Listed entries:

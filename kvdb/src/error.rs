//! Error types for the storage substrate.

use thiserror::Error;

/// Errors surfaced by stores, the producer, and the routing layer.
///
/// Backend errors are carried verbatim in [Error::Backend]; nothing in this
/// crate reinterprets them.
#[derive(Error, Debug)]
pub enum Error {
    #[error("database closed")]
    Closed,
    #[error("operation not supported: {0}")]
    UnsupportedOp(&'static str),
    #[error("database corrupted: {0}")]
    Corrupted(String),
    #[error("unknown routing key: {0}")]
    UnknownRoute(String),
    #[error("invalid database name: {0}")]
    InvalidName(String),
    #[error("tables layout mismatch: on-disk version {disk}, expected {expected}")]
    LayoutMismatch { disk: u32, expected: u32 },
    #[error("iterator leak: {db} has {count} outstanding iterators")]
    Leaked { db: String, count: usize },
    #[error("backend error: {0}")]
    Backend(String),
    #[error("io error: {0}")]
    Io(#[from] std::io::Error),
}
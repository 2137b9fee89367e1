//! Range-tracking auto-compactor.
//!
//! Backends with high read amplification benefit from compacting key
//! ranges that were recently written or deleted in bulk (epoch drops,
//! imports). The compactor tracks the covering range of such writes and,
//! on [Compactor::tick], compacts either that range (fine threshold) or
//! the whole database (coarse threshold). A failed compaction degrades the
//! compactor to a no-op: writes are never blocked on compaction.

use crate::{Error, Kv, SharedKv};
use parking_lot::Mutex;
use std::sync::atomic::{AtomicBool, Ordering};
use tracing::warn;

/// Compaction thresholds in estimated bytes.
#[derive(Debug, Clone, Copy)]
pub struct Thresholds {
    /// Compact the tracked range once it crosses this.
    pub fine: usize,
    /// Compact the whole database once it crosses this.
    pub coarse: usize,
}

impl Default for Thresholds {
    fn default() -> Self {
        Self {
            fine: 32 << 20,
            coarse: 256 << 20,
        }
    }
}

#[derive(Default)]
struct Tracked {
    min: Option<Vec<u8>>,
    max: Option<Vec<u8>>,
    bytes: usize,
}

/// Tracks bulk writes against one database and compacts when warranted.
pub struct Compactor {
    kv: SharedKv,
    thresholds: Thresholds,
    tracked: Mutex<Tracked>,
    degraded: AtomicBool,
}

impl Compactor {
    pub fn new(kv: SharedKv, thresholds: Thresholds) -> Self {
        Self {
            kv,
            thresholds,
            tracked: Mutex::new(Tracked::default()),
            degraded: AtomicBool::new(false),
        }
    }

    /// Records a write or delete of `size` estimated bytes at `key`.
    pub fn note(&self, key: &[u8], size: usize) {
        if self.degraded.load(Ordering::Relaxed) {
            return;
        }
        let mut tracked = self.tracked.lock();
        tracked.bytes += size;
        if tracked.min.as_deref().is_none_or(|min| key < min) {
            tracked.min = Some(key.to_vec());
        }
        if tracked.max.as_deref().is_none_or(|max| key > max) {
            tracked.max = Some(key.to_vec());
        }
    }

    /// Returns true if the compactor has degraded to a no-op.
    pub fn degraded(&self) -> bool {
        self.degraded.load(Ordering::Relaxed)
    }

    /// Compacts if a threshold has been crossed. Called from a background
    /// task; never propagates compaction errors.
    pub fn tick(&self) {
        if self.degraded.load(Ordering::Relaxed) {
            return;
        }
        let tracked = {
            let mut guard = self.tracked.lock();
            if guard.bytes < self.thresholds.fine {
                return;
            }
            std::mem::take(&mut *guard)
        };
        let result = if tracked.bytes >= self.thresholds.coarse {
            self.kv.compact(None, None)
        } else {
            self.kv
                .compact(tracked.min.as_deref(), tracked.max.as_deref())
        };
        if let Err(err) = result {
            warn!(%err, "auto-compaction failed: degrading to no-op");
            self.degraded.store(true, Ordering::Relaxed);
        }
    }
}
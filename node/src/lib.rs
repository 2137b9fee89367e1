//! The node: configuration, datadir and errlock management, the CLI's
//! file formats, and the wiring that assembles the other crates into a
//! running validator.

pub mod cli;
pub mod config;
pub mod dbops;
pub mod errlock;
pub mod files;
pub mod ingress;
pub mod node;

pub use config::NodeConfig;
pub use errlock::ErrLock;
pub use ingress::Ingress;

use thiserror::Error;

#[derive(Error, Debug)]
pub enum Error {
    #[error("io: {0}")]
    Io(#[from] std::io::Error),
    #[error("config: {0}")]
    Config(#[from] toml::de::Error),
    #[error("codec: {0}")]
    Codec(#[from] moira_codec::Error),
    #[error("store: {0}")]
    Store(#[from] moira_kvdb::Error),
    #[error("gossip: {0}")]
    Gossip(#[from] moira_gossip::Error),
    #[error("consensus: {0}")]
    Consensus(#[from] moira_consensus::Error),
    #[error("emitter: {0}")]
    Emitter(#[from] moira_emitter::Error),
    #[error("event rejected: {0}")]
    Check(#[from] moira_dag::CheckError),
    #[error("node is locked: {0}")]
    Locked(String),
    #[error("{file}: {reason}")]
    BadFile { file: &'static str, reason: String },
    #[error("{0} requires --experimental")]
    Experimental(&'static str),
    #[error("free disk {available} below the configured minimum {required}")]
    LowDisk { available: u64, required: u64 },
}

Aim of the exercise: Restate each record exactly as written.

Exercise response:
filename kvdb/src/error.rs
//! Error types for the storage substrate.

use thiserror::Error;

/// Errors surfaced by stores, the producer, and the routing layer.
///
/// Backend errors are carried verbatim in [Error::Backend]; nothing in this
/// crate reinterprets them.
#[derive(Error, Debug)]
pub enum Error {
    #[error("database closed")]
    Closed,
    #[error("operation not supported: {0}")]
    UnsupportedOp(&'static str),
    #[error("database corrupted: {0}")]
    Corrupted(String),
    #[error("unknown routing key: {0}")]
    UnknownRoute(String),
    #[error("invalid database name: {0}")]
    InvalidName(String),
    #[error("tables layout mismatch: on-disk version {disk}, expected {expected}")]
    LayoutMismatch { disk: u32, expected: u32 },
    #[error("iterator leak: {db} has {count} outstanding iterators")]
    Leaked { db: String, count: usize },
    #[error("backend error: {0}")]
    Backend(String),
    #[error("io error: {0}")]
    Io(#[from] std::io::Error),
}
repository 2137b9fee89367e1
//! Range-tracking auto-compactor.
//!
//! Backends with high read amplification benefit from compacting key
//! ranges that were recently written or deleted in bulk (epoch drops,
//! imports). The compactor tracks the covering range of such writes and,
//! on [Compactor::tick], compacts either that range (fine threshold) or
//! the whole database (coarse threshold). A failed compaction degrades the
//! compactor to a no-op: writes are never blocked on compaction.

use crate::{Error, Kv, SharedKv};
use parking_lot::Mutex;
use std::sync::atomic::{AtomicBool, Ordering};
use tracing::warn;

/// Compaction thresholds in estimated bytes.
#[derive(Debug, Clone, Copy)]
pub struct Thresholds {
    /// Compact the tracked range once it crosses this.
    pub fine: usize,
    /// Compact the whole database once it crosses this.
    pub coarse: usize,
}

impl Default for Thresholds {
    fn default() -> Self {
        Self {
            fine: 32 << 20,
            coarse: 256 << 20,
        }
    }
}

#[derive(Default)]
struct Tracked {
    min: Option<Vec<u8>>,
    max: Option<Vec<u8>>,
    bytes: usize,
}

/// Tracks bulk writes against one database and compacts when warranted.
pub struct Compactor {
    kv: SharedKv,
    thresholds: Thresholds,
    tracked: Mutex<Tracked>,
    degraded: AtomicBool,
}

impl Compactor {
    pub fn new(kv: SharedKv, thresholds: Thresholds) -> Self {
        Self {
            kv,
            thresholds,
            tracked: Mutex::new(Tracked::default()),
            degraded: AtomicBool::new(false),
        }
    }

    /// Records a write or delete of `size` estimated bytes at `key`.
    pub fn note(&self, key: &[u8], size: usize) {
        if self.degraded.load(Ordering::Relaxed) {
            return;
        }
        let mut tracked = self.tracked.lock();
        tracked.bytes += size;
        if tracked.min.as_deref().is_none_or(|min| key < min) {
            tracked.min = Some(key.to_vec());
        }
        if tracked.max.as_deref().is_none_or(|max| key > max) {
            tracked.max = Some(key.to_vec());
        }
    }

    /// Returns true if the compactor has degraded to a no-op.
    pub fn degraded(&self) -> bool {
        self.degraded.load(Ordering::Relaxed)
    }

    /// Compacts if a threshold has been crossed. Called from a background
    /// task; never propagates compaction errors.
    pub fn tick(&self) {
        if self.degraded.load(Ordering::Relaxed) {
            return;
        }
        let tracked = {
            let mut guard = self.tracked.lock();
            if guard.bytes < self.thresholds.fine {
                return;
            }
            std::mem::take(&mut *guard)
        };
        let result = if tracked.bytes >= self.thresholds.coarse {
            self.kv.compact(None, None)
        } else {
            self.kv
                .compact(tracked.min.as_deref(), tracked.max.as_deref())
        };
        if let Err(err) = result {
            warn!(%err, "auto-compaction failed: degrading to no-op");
            self.degraded.store(true, Ordering::Relaxed);
        }
    }
}
filename node/src/lib.rs
repository 2137b9fee89367e1
//! The node: configuration, datadir and errlock management, the CLI's
//! file formats, and the wiring that assembles the other crates into a
//! running validator.

pub mod cli;
pub mod config;
pub mod dbops;
pub mod errlock;
pub mod files;
pub mod ingress;
pub mod node;

pub use config::NodeConfig;
pub use errlock::ErrLock;
pub use ingress::Ingress;

use thiserror::Error;

#[derive(Error, Debug)]
pub enum Error {
    #[error("io: {0}")]
    Io(#[from] std::io::Error),
    #[error("config: {0}")]
    Config(#[from] toml::de::Error),
    #[error("codec: {0}")]
    Codec(#[from] moira_codec::Error),
    #[error("store: {0}")]
    Store(#[from] moira_kvdb::Error),
    #[error("gossip: {0}")]
    Gossip(#[from] moira_gossip::Error),
    #[error("consensus: {0}")]
    Consensus(#[from] moira_consensus::Error),
    #[error("emitter: {0}")]
    Emitter(#[from] moira_emitter::Error),
    #[error("event rejected: {0}")]
    Check(#[from] moira_dag::CheckError),
    #[error("node is locked: {0}")]
    Locked(String),
    #[error("{file}: {reason}")]
    BadFile { file: &'static str, reason: String },
    #[error("{0} requires --experimental")]
    Experimental(&'static str),
    #[error("free disk {available} below the configured minimum {required}")]
    LowDisk { available: u64, required: u64 },
}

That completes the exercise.